▶ Material for this task:
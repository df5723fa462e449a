//! Install orchestration: validate the formula, check build tools,
//! download and verify the source archive, unpack it, run the three
//! build steps, and record the result.

use anyhow::{Context, Result};
use log::{debug, info};
use std::path::{Path, PathBuf};
use std::sync::Arc;

use crate::{
    archive::Extractor,
    build::BuildPlan,
    checksum,
    cleanup::{self, SharedCleanupContext},
    deps::check_build_dependencies,
    download::fetch_source_archive,
    formula::{Formula, validate::validate},
    http::HttpClient,
    runtime::Runtime,
};

pub mod config;
mod paths;
pub mod receipt;
mod symlink;

use config::Config;
use paths::{default_install_root, get_target_prefix};
use receipt::{RECEIPT_FILE, Receipt, find_all_receipts};
use symlink::update_current_symlink;

#[tracing::instrument(skip(runtime, install_root, prefix_override))]
pub async fn install<R: Runtime + 'static>(
    runtime: R,
    formula_path: &Path,
    install_root: Option<PathBuf>,
    prefix_override: Option<PathBuf>,
) -> Result<()> {
    let config = Config::new(install_root)?;
    let installer = Installer::new(runtime, config.http, config.extractor);
    installer
        .install(formula_path, config.install_root, prefix_override)
        .await
}

/// Load and validate a formula without installing anything.
#[tracing::instrument(skip(runtime))]
pub fn check<R: Runtime>(runtime: &R, formula_path: &Path) -> Result<()> {
    let formula = Formula::load(runtime, formula_path)?;
    validate(runtime, &formula)?;
    println!("{} {} is well-formed", formula.name, formula.version()?);
    Ok(())
}

/// Print the contents of a formula in a human-readable form.
#[tracing::instrument(skip(runtime))]
pub fn show<R: Runtime>(runtime: &R, formula_path: &Path) -> Result<()> {
    let formula = Formula::load(runtime, formula_path)?;

    println!("name:     {}", formula.name);
    if let Some(description) = &formula.description {
        println!("desc:     {}", description);
    }
    if let Some(homepage) = &formula.homepage {
        println!("homepage: {}", homepage);
    }
    println!("version:  {}", formula.version()?);
    println!("source:   {}", formula.source.url);
    println!("sha256:   {}", formula.source.sha256);
    if !formula.dependencies.build.is_empty() {
        println!("build:    {}", formula.dependencies.build.join(", "));
    }
    if !formula.dependencies.runtime.is_empty() {
        println!("runtime:  {}", formula.dependencies.runtime.join(", "));
    }
    println!("tool:     {}", formula.recipe.tool);

    Ok(())
}

/// List all installed packages
#[tracing::instrument(skip(runtime, install_root))]
pub fn list<R: Runtime>(runtime: R, install_root: Option<PathBuf>) -> Result<()> {
    let root = match install_root {
        Some(path) => path,
        None => default_install_root(&runtime)?,
    };

    debug!("Listing packages from {:?}", root);

    let receipt_files = find_all_receipts(&runtime, &root)?;
    if receipt_files.is_empty() {
        println!("No packages installed.");
        return Ok(());
    }

    for receipt_path in receipt_files {
        match Receipt::load(&runtime, &receipt_path) {
            Ok(receipt) => println!("{} {}", receipt.name, receipt.version),
            Err(e) => debug!("Failed to load receipt from {:?}: {}", receipt_path, e),
        }
    }

    Ok(())
}

pub struct Installer<R: Runtime, E: Extractor> {
    pub runtime: R,
    pub http: HttpClient,
    pub extractor: E,
}

impl<R: Runtime + 'static, E: Extractor> Installer<R, E> {
    pub fn new(runtime: R, http: HttpClient, extractor: E) -> Self {
        Self {
            runtime,
            http,
            extractor,
        }
    }

    #[tracing::instrument(skip(self, formula_path, install_root, prefix_override))]
    pub async fn install(
        &self,
        formula_path: &Path,
        install_root: Option<PathBuf>,
        prefix_override: Option<PathBuf>,
    ) -> Result<()> {
        let formula = Formula::load(&self.runtime, formula_path)?;
        validate(&self.runtime, &formula)?;
        check_build_dependencies(&self.runtime, &formula)?;

        let version = formula.version()?;
        // An explicit prefix bypasses the {root}/{name}/{version} layout,
        // so the per-package 'current' link is not maintained for it.
        let custom_prefix = prefix_override.is_some();
        let prefix = match prefix_override {
            Some(path) => path,
            None => get_target_prefix(&self.runtime, &formula, install_root)?,
        };

        if self.runtime.exists(&prefix) {
            info!(
                "{} {} is already installed at {:?}. Nothing to do.",
                formula.name, version, prefix
            );
            if !custom_prefix {
                update_current_symlink(&self.runtime, &prefix)?;
            }
            return Ok(());
        }

        // Set up cleanup context for Ctrl-C handling
        let cleanup_ctx = cleanup::new_shared();
        let cleanup_ctx_clone = Arc::clone(&cleanup_ctx);

        // Register Ctrl-C handler
        let ctrl_c_handler = tokio::spawn(async move {
            if tokio::signal::ctrl_c().await.is_ok() {
                eprintln!("\nInterrupted, cleaning up...");
                cleanup_ctx_clone.lock().unwrap().cleanup();
                std::process::exit(130); // Standard exit code for Ctrl-C
            }
        });

        let result = self
            .build_and_install(&formula, &prefix, Arc::clone(&cleanup_ctx))
            .await;

        // Abort the Ctrl-C handler since installation completed (successfully or with error)
        ctrl_c_handler.abort();

        result?;

        if !custom_prefix {
            update_current_symlink(&self.runtime, &prefix)?;
        }

        let receipt = Receipt::from_formula(&formula, &prefix)?;
        receipt.save(&self.runtime, &prefix.join(RECEIPT_FILE))?;

        println!(
            "   installed {} {} {}",
            formula.name,
            version,
            prefix.display()
        );

        Ok(())
    }

    #[tracing::instrument(skip(self, formula, prefix, cleanup_ctx))]
    async fn build_and_install(
        &self,
        formula: &Formula,
        prefix: &Path,
        cleanup_ctx: SharedCleanupContext,
    ) -> Result<()> {
        debug!("Creating install prefix: {:?}", prefix);
        self.runtime
            .create_dir_all(prefix)
            .with_context(|| format!("Failed to create install prefix at {:?}", prefix))?;

        // Register prefix for cleanup on Ctrl-C
        {
            let mut ctx = cleanup_ctx.lock().unwrap();
            ctx.add(prefix.to_path_buf());
        }

        let temp_dir = self.runtime.temp_dir();
        let archive_path = temp_dir.join(formula.archive_file_name()?);

        println!(" downloading {} {}", formula.name, formula.version()?);
        if let Err(e) = fetch_source_archive(
            &self.runtime,
            &formula.source.url,
            &archive_path,
            &self.http,
        )
        .await
        {
            debug!("Download failed, cleaning up prefix: {:?}", prefix);
            let _ = self.runtime.remove_dir_all(prefix);
            return Err(e);
        }

        // Register the downloaded archive for cleanup
        {
            let mut ctx = cleanup_ctx.lock().unwrap();
            ctx.add(archive_path.clone());
        }

        // The archive must hash to the declared checksum before a single
        // byte of it is unpacked.
        println!("   verifying {}", formula.name);
        if let Err(e) = checksum::verify_file(&self.runtime, &archive_path, &formula.source.sha256)
        {
            let _ = self.runtime.remove_file(&archive_path);
            let _ = self.runtime.remove_dir_all(prefix);
            return Err(e);
        }

        let work_dir = temp_dir.join(format!("{}-{}-src", formula.name, formula.version()?));
        if self.runtime.exists(&work_dir) {
            self.runtime.remove_dir_all(&work_dir)?;
        }
        self.runtime.create_dir_all(&work_dir)?;
        {
            let mut ctx = cleanup_ctx.lock().unwrap();
            ctx.add(work_dir.clone());
        }

        println!("  extracting {}", formula.name);
        self.extractor.extract_with_cleanup(
            &self.runtime,
            &archive_path,
            &work_dir,
            Arc::clone(&cleanup_ctx),
        )?;

        println!("    building {}", formula.name);
        let mut plan = BuildPlan::new(&formula.recipe.tool, &work_dir, prefix);
        plan.extra_configure_args = formula.recipe.configure_args.clone();
        if let Err(e) = plan.run(&self.runtime) {
            let _ = self.runtime.remove_dir_all(prefix);
            return Err(e);
        }

        // Build artifacts are no longer needed once installed
        let _ = self.runtime.remove_file(&archive_path);
        let _ = self.runtime.remove_dir_all(&work_dir);
        {
            let mut ctx = cleanup_ctx.lock().unwrap();
            ctx.remove(&archive_path);
            ctx.remove(&work_dir);
            ctx.remove(prefix);
        }

        Ok(())
    }
}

▶ What the exercise asks:
Which lines above run from the one containing "or with error)" down to the one containing "ctx.add(archive_path.clone());"? Repeat exactly those, both ends included, and nothing else.

▶ Exercise result:
        // Abort the Ctrl-C handler since installation completed (successfully or with error)
        ctrl_c_handler.abort();

        result?;

        if !custom_prefix {
            update_current_symlink(&self.runtime, &prefix)?;
        }

        let receipt = Receipt::from_formula(&formula, &prefix)?;
        receipt.save(&self.runtime, &prefix.join(RECEIPT_FILE))?;

        println!(
            "   installed {} {} {}",
            formula.name,
            version,
            prefix.display()
        );

        Ok(())
    }

    #[tracing::instrument(skip(self, formula, prefix, cleanup_ctx))]
    async fn build_and_install(
        &self,
        formula: &Formula,
        prefix: &Path,
        cleanup_ctx: SharedCleanupContext,
    ) -> Result<()> {
        debug!("Creating install prefix: {:?}", prefix);
        self.runtime
            .create_dir_all(prefix)
            .with_context(|| format!("Failed to create install prefix at {:?}", prefix))?;

        // Register prefix for cleanup on Ctrl-C
        {
            let mut ctx = cleanup_ctx.lock().unwrap();
            ctx.add(prefix.to_path_buf());
        }

        let temp_dir = self.runtime.temp_dir();
        let archive_path = temp_dir.join(formula.archive_file_name()?);

        println!(" downloading {} {}", formula.name, formula.version()?);
        if let Err(e) = fetch_source_archive(
            &self.runtime,
            &formula.source.url,
            &archive_path,
            &self.http,
        )
        .await
        {
            debug!("Download failed, cleaning up prefix: {:?}", prefix);
            let _ = self.runtime.remove_dir_all(prefix);
            return Err(e);
        }

        // Register the downloaded archive for cleanup
        {
            let mut ctx = cleanup_ctx.lock().unwrap();
            ctx.add(archive_path.clone());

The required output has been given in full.